Energy-Efficient Dynamic Consolidation of Virtual Machines in Big Data Centers

There is a rapidly growing demand for computing power driven by big data applications, which is typically met by constructing large-scale data centers provisioning virtualized resources. Such data centers consume an enormous amount of energy, resulting in high operational cost and carbon dioxide emission. Meanwhile, cloud providers need to ensure Quality of Service (QoS) in the computing solution delivered to their customers, and hence must consider the power-performance trade-off. We propose a virtual machine (VM) consolidation optimization framework, consisting of three optimization processes in big data centers: (i) VM allocation, (ii) overloaded physical machine (PM) detection and consolidation, and (iii) underloaded PM detection and consolidation.
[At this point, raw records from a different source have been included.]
//! Core types and capability traits for the clasp declarative HTTP client.
//!
//! This crate provides the vocabulary shared by the clasp resolution engine
//! and by host applications plugging in their own capabilities:
//! - [`Method`], [`Request`], [`Response`] - buffered HTTP types
//! - [`RequestTemplate`], [`PathTemplate`], [`Endpoint`] - pre-binding forms
//! - [`Error`] and [`Result`] - error handling
//! - [`RequestOptions`], [`LogLevel`], [`ExceptionPropagationPolicy`] -
//!   resolved call behavior
//! - Capability traits: [`HttpClient`], [`Encoder`], [`Decoder`],
//!   [`ErrorDecoder`], [`RequestInterceptor`], [`QueryMapEncoder`],
//!   [`Contract`], [`Retry`], [`Fallback`]
//! - The discovery boundary: [`ServerSelector`], [`ServerIntrospector`],
//!   [`LoadBalancerRegistry`]

mod client;
mod codec;
mod contract;
mod discovery;
mod error;
mod interceptor;
mod method;
mod options;
pub mod prelude;
mod request;
mod response;
mod retry;
mod template;

pub use client::{
    Fallback, FallbackFactory, HttpClient, SharedFallback, SharedFallbackFactory, SharedHttpClient,
};
pub use codec::{
    ContentType, Decoder, Encoder, FormEncoder, JsonDecoder, JsonEncoder, QueryMapEncoder,
    SharedDecoder, SharedEncoder, SharedQueryMapEncoder, SortedQueryMapEncoder, from_json, to_form,
    to_json,
};
pub use contract::{Contract, DefaultContract, Endpoint, SharedContract};
pub use discovery::{
    DefaultServerIntrospector, LbClientConfig, LoadBalancerRegistry, RoundRobinSelector,
    ServerInstance, ServerIntrospector, ServerSelector, SharedLoadBalancerRegistry,
    SharedServerIntrospector, SharedServerSelector, StaticLoadBalancerRegistry,
};
pub use error::{
    Error, ErrorDecoder, ErrorDecoderFactory, Result, SharedErrorDecoder,
    SharedErrorDecoderFactory, StatusErrorDecoder,
};
pub use interceptor::{
    HeaderInterceptor, QueryInterceptor, RequestInterceptor, SharedInterceptor,
    dedupe_interceptors, sort_interceptors,
};
pub use method::Method;
pub use options::{ExceptionPropagationPolicy, LogLevel, RequestOptions};
pub use request::{Request, RequestBuilder};
pub use response::Response;
pub use retry::{FixedBackoff, NeverRetry, Retry, RetryFactory, SharedRetry, SharedRetryFactory};
pub use template::{PathTemplate, RequestTemplate};

// Re-export http crate types for status codes and headers
pub use http::{StatusCode, header};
We show that the optimization problem is NP-complete, and design a resource management scheme that integrates three algorithms, one for each optimization process. We implement and evaluate the proposed resource management scheme in CloudSim and conduct simulations on a real workload trace of PlanetLab. Extensive simulation results show that the proposed solution yields up to 21.5% reduction in energy consumption, 34.2% reduction in performance degradation due to migration, 70.2% reduction in SLA violation time per active host, and 68% reduction in Energy and SLA Violations (ESV), respectively, in comparison with state-of-the-art solutions.